The story was posted at Free, a right-wing chat site that frequently takes gay news as its topic of conversation. Postings at the site leapt to compare America's gays and lesbians to Nazis.

"This was a show trial. Goebbels would be smiling," read one posting.

"I guess if Hitler were a judge at Nuremberg, the Nazi's would have been found guilty as they were too, right?" posted another.

Meantime, gay site JoeMyGod offered editorial comments of its own. "The lead counsel for Protect Marriage says that his side does not intend to make an issue of Walker's sexuality should he rule against them. Riiiight," an item at the site read.

"Walker hasn't necessarily been considered a friend of the gays," noted the JoeMyGod article. "In 1987 he defended the U.S. Olympic Committee in its copyright lawsuit against Tom Waddell, the creator of the Gay Olympics who was dying of AIDS. Even after winning the case, Walker had a lien placed against Waddell's home in order to recoup the USOC's legal costs. Only after Waddell died was the lien lifted.

"The Gay Olympics case delayed Ronald Reagan's nomination of Walker to the federal bench," added the JoeMyGod item.

Kilian Melloy serves as EDGE Media Network's Assistant Arts Editor. He also reviews theater for WBUR. His professional memberships include the National Lesbian & Gay Journalists Association, the Boston Online Film Critics Association, The Gay and Lesbian Entertainment Critics Association, and the Boston Theater Critics Association's Elliot Norton Awards Committee.


  • BB, 2010-02-08 18:23:37

    Rightly or wrongly, if this judge comes down against Prop. 8, his ruling will be immediately illegitimate because he has both turned the trial into a Dr. Phil sideshow of "feeings" and "emotion" and because he’s a fruit. It’s almost a foregone conclusion the way he has allowed the trial to proceed that he was going to rule against Prop 8 from the beginning. His ruling declaring Prop 8 unconstitutional will not result in any closure on the matter, will be immediately appealed to the 9th Circuit and eventually SCOTUS. This has been a silly business from the start.

  • AM, 2010-02-09 15:59:28

    So what if he was straight? No one would be worried of an impartial decision then? The pro Prop. 8 people know they have a weak case which is based on bigoted,mean spirited and false information. They should get a life!

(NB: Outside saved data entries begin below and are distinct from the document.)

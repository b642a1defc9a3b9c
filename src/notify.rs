//! Task status notifications — fire-and-forget fan-out of transition events.
//!
//! Delivery is at most once and best effort. A notifier never blocks the
//! caller and never reports failure back into the status transition.

use tokio::sync::broadcast;
use tracing::trace;

use crate::tasks::model::TaskStatusEvent;

/// Default broadcast channel capacity.
const DEFAULT_BROADCAST_CAPACITY: usize = 256;

/// Receiver of status transition events.
pub trait Notifier: Send + Sync {
    /// Hand off an event for `user_id`. Must return promptly.
    fn notify(&self, user_id: &str, event: TaskStatusEvent);
}

/// Notifier that drops every event.
#[derive(Debug, Default, Clone, Copy)]
pub struct NoopNotifier;

impl Notifier for NoopNotifier {
    fn notify(&self, _user_id: &str, _event: TaskStatusEvent) {}
}

/// An event addressed to its owning user.
#[derive(Debug, Clone, PartialEq)]
pub struct UserEvent {
    pub user_id: String,
    pub event: TaskStatusEvent,
}

/// Broadcast fan-out: every subscriber sees every event and filters by user.
#[derive(Debug, Clone)]
pub struct BroadcastNotifier {
    tx: broadcast::Sender<UserEvent>,
}

impl BroadcastNotifier {
    pub fn new() -> Self {
        Self::with_capacity(DEFAULT_BROADCAST_CAPACITY)
    }

    pub fn with_capacity(capacity: usize) -> Self {
        let (tx, _rx) = broadcast::channel(capacity);
        Self { tx }
    }

    /// Subscribe to all future events.
    pub fn subscribe(&self) -> broadcast::Receiver<UserEvent> {
        self.tx.subscribe()
    }
}

impl Default for BroadcastNotifier {
    fn default() -> Self {
        Self::new()
    }
}

impl Notifier for BroadcastNotifier {
    fn notify(&self, user_id: &str, event: TaskStatusEvent) {
        // Ok if nobody is listening
        if self
            .tx
            .send(UserEvent {
                user_id: user_id.to_string(),
                event,
            })
            .is_err()
        {
            trace!(user_id, "Status event dropped, no subscribers");
        }
    }
}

  • BB, 2010-02-10 09:02:43

    15:59. Grow up. The case is about the law, not about feelings. You don’t subject a law to constitutional review because it hurts somebody’s little feelings or because the people who wrote it weren’t nice people. That is how you govern Pee Wee’s Funhouse or Sesame Street, not a nation.

  • , 2010-02-12 09:30:03

    A ruling being "illegitimate" because the losers bitch and whine isn’t how the law works; and the PropH8 defenders had their own legal counsel, who might well have known to begin with. So NOM and their errand boys in the churches are going to vilify gays. What else is new? The plaintiffs made their objectives clear in their opening statement, and they pretty much followed it; it was the defendants who made half-baked attempts to appeal to emotions such as fear. People who refer to the plaintiffs’ case being "on the basis of emotion" are parotting what the defendants were saying even during the trial: it might help to actually look at the transcripts, opening statements and trial summaries. IMO, Walker’s being gay was an ’open secret’, most likely the attorneys on both sides already knew it. The legal profession is like a gossipy small town in many ways.